Uma das coisas que mais gosto nas feiras do livro é esgravatar no amontoado de volumes à cata de preciosidades de outras épocas. À conta disso, tenho meia-dúzia de livritos que dão um bom retrato das pregações que alguns autores faziam sobre os costumes, a família, a educação das raparigas e a vida sexual do nosso povo – dentro de parâmetros cristãos, claro! – no tempo em que mandava o velho professor de Santa Comba.
A minha última descoberta, porém, é mais antiga. Trata-se de um conjunto de ensaios sobre Educação, da autoria de Agostinho de Campos, jornalista, professor universitário e pedagogo falecido em 1944. O livrinho, intitulado Casa de Pais, Escola de Filhos, publicado em 1917, pretende ser um autêntico manual das relações familiares e em sociedade. E não deixa por mãos alheias, os créditos de uma época. Ora então aqui ficam algumas passagens (adaptadas para o português actual), várias delas visionárias e outras talvez desaconselháveis a almas sensíveis:
“É ou não verdade que o urbanismo conseguiu apenas disfarçar a tradicional ignorância lusitana das mulheres burguesas (…) A cidade só fornece às raparigas o mais doentio subjectivismo; e aos vícios de índole moral e intelectual daí resultantes, junta-se ainda a decadência física.”
“A menina que de pequena se habituou à bisbilhotice e não sabe acomodar-se ao isolamento e a um círculo de relações muito restrito (…) a menina a quem ensinaram todas as prendas de pechisbeque imprescindíveis a uma princesa de quarto andar (…) essa pobre menina não pode ser, ainda que o queira, uma boa mãe, e dificilmente será uma esposa útil.”
“A construção das casas burguesas é avessa à higiene física e moral das famílias.”
“O que devia tornar o país mais vivo, serve apenas para tornar Lisboa mais absorvente e mais exaustiva de energias e atenções, que por justiça e conveniência competia distribuir ao país inteiro.”
“Um país de casas enfeitadas e acolhedoras é por força uma nação ordenada e feliz.”
“Convençamo-nos todos de que cada país tem, não só os governos, mas também as escolas que merece.”
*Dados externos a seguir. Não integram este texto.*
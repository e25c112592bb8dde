//! Canonical-source preprocessing: synthetic id injection.
//!
//! SMIL animations address their target either through an `href`
//! (`xlink:href`) on the `<animate>` element or implicitly through the
//! parent element. The renderer mutates targets by id only, so every
//! implicit target must carry one. This pass scans the source and splices
//! an ` id="..."` attribute into each anonymous target's start tag. Ids
//! are derived from the byte offset of the target's `<` in the input, so
//! the output is stable across runs for identical input.
//!
//! Invariants:
//! * Idempotent: running the pass on its own output is a byte-for-byte
//!   no-op (all targets already have ids, nothing is spliced).
//! * The pass never reserializes; untouched bytes pass through verbatim,
//!   so element offsets recorded by later stages refer to this exact text.

use crate::ParseError;

const XLINK_NS: &str = "http://www.w3.org/1999/xlink";

fn synthetic_id(offset: usize) -> String {
    format!("smil-target-{offset}")
}

/// Resolve the id an `<animate>` element targets, without injecting
/// anything. Returns `None` when the target is the anonymous parent.
pub(crate) fn explicit_target<'a>(node: roxmltree::Node<'a, 'a>) -> Option<&'a str> {
    node.attribute("href")
        .or_else(|| node.attribute((XLINK_NS, "href")))
        .and_then(|href| href.strip_prefix('#'))
}

/// Produce the canonical preprocessed form of `source`.
pub fn canonicalize(source: &str) -> Result<String, ParseError> {
    let doc = roxmltree::Document::parse(source)?;

    // Start-tag offsets of anonymous animation targets, deduped (several
    // animate children may share one parent).
    let mut anchors: Vec<usize> = Vec::new();
    for node in doc.descendants().filter(is_animate) {
        if explicit_target(node).is_some() {
            continue;
        }
        let Some(parent) = node.parent_element() else {
            continue;
        };
        if parent.attribute("id").is_some() {
            continue;
        }
        let offset = parent.range().start;
        if !anchors.contains(&offset) {
            anchors.push(offset);
        }
    }

    if anchors.is_empty() {
        return Ok(source.to_string());
    }

    // Splice back-to-front so earlier offsets stay valid.
    anchors.sort_unstable();
    let mut out = source.to_string();
    for &offset in anchors.iter().rev() {
        let insert_at = tag_name_end(source, offset);
        let attr = format!(" id=\"{}\"", synthetic_id(offset));
        out.insert_str(insert_at, &attr);
        tracing::debug!(
            target: "anim.preprocess",
            offset,
            "synthetic_id_injected"
        );
    }
    Ok(out)
}

pub(crate) fn is_animate(node: &roxmltree::Node<'_, '_>) -> bool {
    node.is_element() && node.tag_name().name() == "animate"
}

/// Byte offset just past the tag name of the start tag beginning at
/// `open` (which indexes the `<`). Attributes are inserted here.
fn tag_name_end(source: &str, open: usize) -> usize {
    let bytes = source.as_bytes();
    debug_assert_eq!(bytes[open], b'<');
    let mut i = open + 1;
    while i < bytes.len() {
        match bytes[i] {
            b' ' | b'\t' | b'\r' | b'\n' | b'>' | b'/' => break,
            _ => i += 1,
        }
    }
    i
}

#[cfg(test)]
mod tests {
    use super::*;

    const ANON_TARGET: &str = r##"<svg xmlns="http://www.w3.org/2000/svg" xmlns:xlink="http://www.w3.org/1999/xlink" width="10" height="10">
<use xlink:href="#frame0"><animate attributeName="xlink:href" values="#frame0;#frame1" dur="1s" repeatCount="indefinite"/></use>
<symbol id="frame0"/><symbol id="frame1"/>
</svg>"##;

    #[test]
    fn injects_id_into_anonymous_target() {
        let canonical = canonicalize(ANON_TARGET).unwrap();
        assert!(canonical.contains("<use id=\"smil-target-"));
        // The animate element itself is untouched.
        assert_eq!(
            canonical.matches("<animate").count(),
            ANON_TARGET.matches("<animate").count()
        );
    }

    #[test]
    fn idempotent_byte_for_byte() {
        let once = canonicalize(ANON_TARGET).unwrap();
        let twice = canonicalize(&once).unwrap();
        assert_eq!(once, twice);
    }

    #[test]
    fn existing_id_passes_through_unchanged() {
        let src = r##"<svg xmlns="http://www.w3.org/2000/svg"><g id="anchor"><animate attributeName="opacity" values="0;1" dur="1s"/></g></svg>"##;
        assert_eq!(canonicalize(src).unwrap(), src);
    }

    #[test]
    fn href_target_needs_no_injection() {
        let src = r##"<svg xmlns="http://www.w3.org/2000/svg"><rect width="1" height="1"/><animate href="#r" attributeName="opacity" values="0;1" dur="1s"/></svg>"##;
        assert_eq!(canonicalize(src).unwrap(), src);
    }

    #[test]
    fn shared_parent_gets_one_id() {
        let src = r##"<svg xmlns="http://www.w3.org/2000/svg"><g><animate attributeName="x" values="0;1" dur="1s"/><animate attributeName="y" values="0;1" dur="1s"/></g></svg>"##;
        let canonical = canonicalize(src).unwrap();
        assert_eq!(canonical.matches("smil-target-").count(), 1);
    }

    #[test]
    fn malformed_xml_is_rejected() {
        assert!(canonicalize("<svg><unclosed").is_err());
    }
}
“Evitar o abuso do divertimento erudito e pedagógico (…) Defrauda a criança do seu direito e interesse de brincar também livremente, sem regra e sem sistema (…) Evitar, assim, que o tempo de brincar seja sub-repticiamente transformado em tempo de aula, o que é um roubo imperdoável.”
“O falso amor materno ou paterno não sabe ver os defeitos e os erros do filho; não sabe dizer que não, quando é preciso; não sabe castigar a tempo e horas. Dele resulta este disparate: os pais são governados pelo filho, em vez de o governarem.”
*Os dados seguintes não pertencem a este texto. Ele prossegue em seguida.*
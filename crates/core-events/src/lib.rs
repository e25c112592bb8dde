//! Event and control-command types for the frontend loop.
//!
//! Every control path (interactive keys, CLI options, remote socket)
//! converges on [`ControlCommand`]; the grammar parsed here is the one
//! documented for the remote protocol, so semantics cannot drift between
//! transports. Events are plumbed over a bounded crossbeam channel.

use std::path::PathBuf;
use std::sync::atomic::AtomicU64;
use std::time::Duration;

use core_anim::RepeatMode;
use thiserror::Error;

// -------------------------------------------------------------------------------------------------
// Channel Policy
// -------------------------------------------------------------------------------------------------
// Producers are the key thread, the remote-control connections, and the
// file watcher; the single consumer is the frontend loop. The channel is
// bounded for memory safety; producers use `send_timeout` and drop the
// event on a full channel (commands are user-paced, a sustained full
// channel means the loop is wedged and the freeze watchdog will fire).
// -------------------------------------------------------------------------------------------------
pub const EVENT_CHANNEL_CAP: usize = 1024;
const SEND_TIMEOUT: Duration = Duration::from_millis(50);

// -------------------------------------------------------------------------------------------------
// Telemetry
// -------------------------------------------------------------------------------------------------
// Minimal relaxed atomic counters, inspectable from tests and logged at
// shutdown. No locking on the hot path.
// -------------------------------------------------------------------------------------------------
pub static CHANNEL_SEND_FAILURES: AtomicU64 = AtomicU64::new(0);
pub static COMMANDS_ACCEPTED: AtomicU64 = AtomicU64::new(0);
pub static COMMANDS_REJECTED: AtomicU64 = AtomicU64::new(0);

/// Top-level event consumed by the frontend loop.
#[derive(Debug, Clone, PartialEq)]
pub enum Event {
    Command(ControlCommand),
    Key(KeyIntent),
    /// The watched document file changed on disk (hot reload).
    DocumentChanged(PathBuf),
    Shutdown,
}

/// Decoded keyboard intent. Relative intents (rate nudges, repeat
/// cycling, unnamed screenshots) need frontend state to resolve into a
/// concrete [`ControlCommand`]; absolute ones carry it directly.
#[derive(Debug, Clone, PartialEq)]
pub enum KeyIntent {
    Command(ControlCommand),
    RateUp,
    RateDown,
    CycleRepeat,
    ScreenshotAuto,
}

/// Imperative control surface. One enum for every transport.
#[derive(Debug, Clone, PartialEq)]
pub enum ControlCommand {
    Play,
    Pause,
    Toggle,
    Stop,
    Seek(f64),
    SeekToFrame(usize),
    SeekToProgress(f64),
    Step(i64),
    SetRate(f64),
    SetRepeat(RepeatMode),
    Resize(u32, u32),
    Load(PathBuf),
    Reload,
    CycleBufferMode,
    Screenshot(PathBuf),
    Quit,
}

pub use core_state::{RATE_MAX, RATE_MIN};

#[derive(Debug, Error, PartialEq, Eq)]
pub enum CommandParseError {
    #[error("empty command")]
    Empty,
    #[error("unknown command `{0}`")]
    Unknown(String),
    #[error("`{command}` expects {expected}")]
    BadArguments {
        command: &'static str,
        expected: &'static str,
    },
    #[error("rate must lie in [{RATE_MIN}, {RATE_MAX}]")]
    RateOutOfRange,
}

fn parse_repeat(token: &str) -> Option<RepeatMode> {
    token.parse().ok()
}

impl std::str::FromStr for ControlCommand {
    type Err = CommandParseError;

    fn from_str(line: &str) -> Result<Self, Self::Err> {
        let mut parts = line.split_whitespace();
        let Some(head) = parts.next() else {
            return Err(CommandParseError::Empty);
        };
        let rest: Vec<&str> = parts.collect();
        let bad = |command, expected| CommandParseError::BadArguments { command, expected };

        let cmd = match (head, rest.as_slice()) {
            ("play", []) => ControlCommand::Play,
            ("pause", []) => ControlCommand::Pause,
            ("toggle", []) => ControlCommand::Toggle,
            ("stop", []) => ControlCommand::Stop,
            ("quit", []) => ControlCommand::Quit,
            ("reload", []) => ControlCommand::Reload,
            ("buffer-mode", []) => ControlCommand::CycleBufferMode,
            ("seek", [t]) => {
                ControlCommand::Seek(t.parse().map_err(|_| bad("seek", "a time in seconds"))?)
            }
            ("seek-frame", [i]) => ControlCommand::SeekToFrame(
                i.parse().map_err(|_| bad("seek-frame", "a frame index"))?,
            ),
            ("seek-progress", [p]) => {
                let p: f64 = p
                    .parse()
                    .map_err(|_| bad("seek-progress", "a value in [0, 1]"))?;
                if !(0.0..=1.0).contains(&p) {
                    return Err(bad("seek-progress", "a value in [0, 1]"));
                }
                ControlCommand::SeekToProgress(p)
            }
            ("step", []) => ControlCommand::Step(1),
            ("step", [n]) => {
                ControlCommand::Step(n.parse().map_err(|_| bad("step", "a signed frame count"))?)
            }
            ("rate", [r]) => {
                let r: f64 = r.parse().map_err(|_| bad("rate", "a playback rate"))?;
                if !(RATE_MIN..=RATE_MAX).contains(&r) {
                    return Err(CommandParseError::RateOutOfRange);
                }
                ControlCommand::SetRate(r)
            }
            ("repeat", [m]) => ControlCommand::SetRepeat(
                parse_repeat(m).ok_or(bad("repeat", "once|loop|pingpong|count:<k>"))?,
            ),
            ("resize", [w, h]) => {
                let w = w.parse().map_err(|_| bad("resize", "two dimensions"))?;
                let h = h.parse().map_err(|_| bad("resize", "two dimensions"))?;
                ControlCommand::Resize(w, h)
            }
            ("load", [path]) => ControlCommand::Load(PathBuf::from(path)),
            ("screenshot", [path]) => ControlCommand::Screenshot(PathBuf::from(path)),
            ("seek", _) => return Err(bad("seek", "a time in seconds")),
            ("seek-frame", _) => return Err(bad("seek-frame", "a frame index")),
            ("seek-progress", _) => return Err(bad("seek-progress", "a value in [0, 1]")),
            ("step", _) => return Err(bad("step", "a signed frame count")),
            ("rate", _) => return Err(bad("rate", "a playback rate")),
            ("repeat", _) => return Err(bad("repeat", "once|loop|pingpong|count:<k>")),
            ("resize", _) => return Err(bad("resize", "two dimensions")),
            ("load", _) => return Err(bad("load", "a path")),
            ("screenshot", _) => return Err(bad("screenshot", "a path")),
            (other, _) => return Err(CommandParseError::Unknown(other.to_string())),
        };
        Ok(cmd)
    }
}

/// Bounded event channel with the documented capacity.
pub fn channel() -> (
    crossbeam_channel::Sender<Event>,
    crossbeam_channel::Receiver<Event>,
) {
    crossbeam_channel::bounded(EVENT_CHANNEL_CAP)
}

/// Producer-side send with the drop-on-congestion policy.
pub fn send_event(tx: &crossbeam_channel::Sender<Event>, event: Event) {
    if let Err(e) = tx.send_timeout(event, SEND_TIMEOUT) {
        CHANNEL_SEND_FAILURES.fetch_add(1, std::sync::atomic::Ordering::Relaxed);
        tracing::warn!(target: "events.channel", ?e, "event_dropped");
    }
}

#[cfg(test)]
mod tests {
    use super::*;
    use std::str::FromStr;

    fn parse(s: &str) -> Result<ControlCommand, CommandParseError> {
        ControlCommand::from_str(s)
    }

    #[test]
    fn bare_commands() {
        assert_eq!(parse("play").unwrap(), ControlCommand::Play);
        assert_eq!(parse("pause").unwrap(), ControlCommand::Pause);
        assert_eq!(parse("toggle").unwrap(), ControlCommand::Toggle);
        assert_eq!(parse("stop").unwrap(), ControlCommand::Stop);
        assert_eq!(parse("quit").unwrap(), ControlCommand::Quit);
        assert_eq!(parse("reload").unwrap(), ControlCommand::Reload);
        assert_eq!(parse("buffer-mode").unwrap(), ControlCommand::CycleBufferMode);
    }

    #[test]
    fn seek_variants() {
        assert_eq!(parse("seek 1.5").unwrap(), ControlCommand::Seek(1.5));
        assert_eq!(parse("seek-frame 12").unwrap(), ControlCommand::SeekToFrame(12));
        assert_eq!(
            parse("seek-progress 0.25").unwrap(),
            ControlCommand::SeekToProgress(0.25)
        );
        assert!(parse("seek-progress 1.5").is_err());
    }

    #[test]
    fn step_defaults_to_one() {
        assert_eq!(parse("step").unwrap(), ControlCommand::Step(1));
        assert_eq!(parse("step -2").unwrap(), ControlCommand::Step(-2));
    }

    #[test]
    fn rate_is_range_checked() {
        assert_eq!(parse("rate 2.0").unwrap(), ControlCommand::SetRate(2.0));
        assert_eq!(parse("rate 0.05"), Err(CommandParseError::RateOutOfRange));
        assert_eq!(parse("rate 20"), Err(CommandParseError::RateOutOfRange));
    }

    #[test]
    fn repeat_modes() {
        use core_anim::RepeatMode::*;
        assert_eq!(parse("repeat once").unwrap(), ControlCommand::SetRepeat(Once));
        assert_eq!(parse("repeat loop").unwrap(), ControlCommand::SetRepeat(Loop));
        assert_eq!(
            parse("repeat pingpong").unwrap(),
            ControlCommand::SetRepeat(PingPong)
        );
        assert_eq!(
            parse("repeat count:3").unwrap(),
            ControlCommand::SetRepeat(Count(3))
        );
        assert_eq!(parse("repeat 3").unwrap(), ControlCommand::SetRepeat(Count(3)));
        assert!(parse("repeat count:0").is_err());
        assert!(parse("repeat sometimes").is_err());
    }

    #[test]
    fn resize_takes_two_dimensions() {
        assert_eq!(parse("resize 800 600").unwrap(), ControlCommand::Resize(800, 600));
        assert!(parse("resize 800").is_err());
    }

    #[test]
    fn unknown_and_empty_rejected() {
        assert!(matches!(parse("warp 9"), Err(CommandParseError::Unknown(_))));
        assert_eq!(parse("   "), Err(CommandParseError::Empty));
    }

    #[test]
    fn channel_respects_capacity_policy() {
        let (tx, rx) = channel();
        send_event(&tx, Event::Command(ControlCommand::Play));
        assert_eq!(rx.recv().unwrap(), Event::Command(ControlCommand::Play));
    }
}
“Os pobres invejam aos ricos as suas facilidades. No entanto, a pobreza é uma educação mais tónica do que o dinheiro. Escola de energia e sacrifício, não há nada que a valha ou substitua (…) Consolem-se, pois, os pobres com esta ideia de que têm sempre à mão, na própria pobreza, uma óptima escola de realidades.”
“Além de médicas, advogadas e deputadas, convém haver também algumas mães e algumas donas de casa, pelo menos enquanto o socialismo nos não apresentar um modelo garantido de chocadeira para bébés.”